People have been predicting the end of the world since…well, probably since the beginning of the world. So while apocalyptic theories aren’t a new thing, it does seem that recently there has been more excitement, more speculation and more genuine concern about the uncertainty of the future than at any other time before. Whether you believe in any of these “end-of-the-world” theories or not, the recent string of natural disasters and a turbulent economy are probably more than enough to justify some preoccupation with the future.
A lot of our anxiousness when considering the future centers on basic necessities—food and water. Starvation is not a real concern for most of us right now but the thought of a disaster leaving us without meals or quality drinking water is an unpleasant thing, to say the least. Although it is impossible to predict the future, it is possible to prepare for the worst and gain some peace of mind in the present.
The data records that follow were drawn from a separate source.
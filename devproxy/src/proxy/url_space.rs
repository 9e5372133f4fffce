//! Mapping between the local path space under the mount and the remote URL space.
//!
//! A local path `<mount>/<rest>` corresponds to `<remote base path>/<rest>` on the
//! remote origin. Everything here is pure; no I/O.

use crate::config::{LocalMount, RemoteOrigin};
use crate::error::{Error, Result};
use crate::utils::path::{join_paths, normalize_path, strip_prefix_rooted};
use url::Url;

/// Path of `local_path` relative to `mount`, re-rooted at `/`.
/// Fails when the cleaned path lies outside the mount (including via `..`).
pub fn to_remote(local_path: &str, mount: &str) -> Result<String> {
    let mount = if mount.is_empty() { "/" } else { mount };
    let cleaned = normalize_path(local_path);
    strip_prefix_rooted(&cleaned, mount).ok_or_else(|| Error::PathMapping { path: local_path.to_string(), mount: mount.to_string() })
}

/// Local equivalent of an absolute remote URL, or None when it belongs to another
/// origin. Query and fragment are kept.
///
/// When the local mount and the remote base path are the same, only scheme, host and
/// port change and the path is kept as is, wherever it points on the remote. Otherwise
/// the path is re-rooted from the remote base onto the mount, and a path outside the
/// remote base has no local equivalent.
pub fn to_local(remote_url: &Url, remote: &RemoteOrigin, local: &LocalMount) -> Option<Url> {
    if remote_url.origin() != remote.origin() {
        return None;
    }
    let path = if local.path() == remote.path() {
        remote_url.path().to_string()
    } else {
        let rest = strip_prefix_rooted(remote_url.path(), remote.path())?;
        join_paths(local.path(), &rest)
    };
    let mut local_url = local.url().clone();
    local_url.set_path(&path);
    local_url.set_query(remote_url.query());
    local_url.set_fragment(remote_url.fragment());
    Some(local_url)
}

/// Absolute URL to forward to: the remote base path joined with `remote_path`,
/// with the remote's own query (if any) merged ahead of the request query.
pub fn remote_target(remote: &RemoteOrigin, remote_path: &str, query: Option<&str>) -> String {
    let path = join_paths(remote.path(), remote_path);
    let query = match (remote.query().filter(|q| !q.is_empty()), query.filter(|q| !q.is_empty())) {
        (Some(base), Some(extra)) => Some(format!("{}&{}", base, extra)),
        (Some(base), None) => Some(base.to_string()),
        (None, Some(extra)) => Some(extra.to_string()),
        (None, None) => None,
    };
    match query {
        Some(q) => format!("{}{}?{}", remote.origin_header(), path, q),
        None => format!("{}{}", remote.origin_header(), path),
    }
}
use crate::error::{Error, Result};
use log::{debug, info};
use std::future::Future;
use std::path::Path;
use std::process::Stdio;
use tokio::process::Command;

/// Something that can issue a certificate and key for a domain into a directory.
///
/// On success both `<domain>.pem` and `<domain>-key.pem` are expected in `out_dir`.
/// `ca_root` is where the authority keeps its own root material.
pub trait CertificateAuthority {
    fn issue(&self, domain: &str, out_dir: &Path, ca_root: &Path) -> impl Future<Output = Result<()>> + Send;
}

/// Issues certificates by running `mkcert -install <domain>` inside the output directory.
#[derive(Debug, Clone)]
pub struct Mkcert {
    program: String,
}

impl Mkcert {
    pub fn new(program: impl Into<String>) -> Self {
        Self { program: program.into() }
    }

    pub fn program(&self) -> &str {
        &self.program
    }
}

impl Default for Mkcert {
    fn default() -> Self {
        Self::new("mkcert")
    }
}

impl CertificateAuthority for Mkcert {
    async fn issue(&self, domain: &str, out_dir: &Path, ca_root: &Path) -> Result<()> {
        info!("Running: {} -install {}", self.program, domain);
        debug!("CAROOT={} cwd={}", ca_root.display(), out_dir.display());

        // CAROOT goes to the child only; the proxy's own environment is left alone
        let mut child = Command::new(&self.program)
            .arg("-install")
            .arg(domain)
            .current_dir(out_dir)
            .env("CAROOT", ca_root)
            .stdin(Stdio::null())
            .stdout(Stdio::inherit())
            .stderr(Stdio::inherit())
            .kill_on_drop(true)
            .spawn()
            .map_err(|e| Error::provisioning(domain, format!("could not run '{}': {}", self.program, e)))?;

        let status = child.wait().await.map_err(|e| Error::provisioning(domain, format!("'{}' failed: {}", self.program, e)))?;
        if !status.success() {
            return Err(Error::provisioning(domain, format!("'{}' exited with {}", self.program, status)));
        }
        Ok(())
    }
}

#[cfg(test)]
mod tests {
    use super::*;

    #[tokio::test]
    async fn test_missing_program_is_provisioning_error() {
        let dir = tempfile::tempdir().unwrap();
        let authority = Mkcert::new("devproxy-test-no-such-program");
        let err = authority.issue("localhost", dir.path(), dir.path()).await.unwrap_err();
        assert!(matches!(err, Error::CertificateProvisioning { .. }));
        assert!(err.to_string().contains("devproxy-test-no-such-program"));
    }

    #[cfg(unix)]
    #[tokio::test]
    async fn test_failing_program_is_provisioning_error() {
        let dir = tempfile::tempdir().unwrap();
        let err = Mkcert::new("false").issue("localhost", dir.path(), dir.path()).await.unwrap_err();
        assert!(err.to_string().contains("exited with"));
    }
}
One of the most fundamental and important emergency preparedness steps that you can take is building up a good supply of food storage. Building a quality supply of disaster food will take some initial investment but it is possible for even the busiest and most financially challenged.
Begin by formulating a food storage plan. Determine how much food storage you will need to sustain yourself and those dependent on you by calculating the amount of water and calories you and your dependents consume per day. Experts estimate that adults should drink between 8 and 13 cups of fluid depending on height and weight. Calorie requirements also vary depending on height and weight but generally range between 2200 and 2700 calories daily.
Water is the most crucial element in a survival situation so begin there. If you are on a tight budget, start small by purchasing a couple gallons of water per week. Building your emergency water supply little by little won’t strain you financially but it will prevent the procrastination that often comes when you plan on buying it all at the same time. Make water your initial priority but you will also want to gradually build a food supply as well.
When building your disaster food supply remember that nutritional value is far more important than taste or variety. If disaster really does strike for you, you will be grateful if you chose to focus on the basics. Start with grains such as flour, rice and macaroni as well as focusing on dried fruits and vegetables. Powdered milk or yogurt bites are good dairy options and a variety of freeze-dried meats will last long and provide essential protein. Dried beans are another good option for protein and store well for long periods of time.
Ideally you will want to build up one year worth of food storage. Purchasing a full year worth all at once is probably not an option financially for most people so building gradually is important. Factor food storage into your monthly budget to make this manageable. After establishing your food storage, rotate your foods by keeping the oldest items in accessible locations and incorporating them into your daily menu. Using food storage in your daily cooking is a great way to save money as well. After using food storage items you will want to make sure to replace them so that you always have a full store of fresh foods and a healthy dose of peace of mind.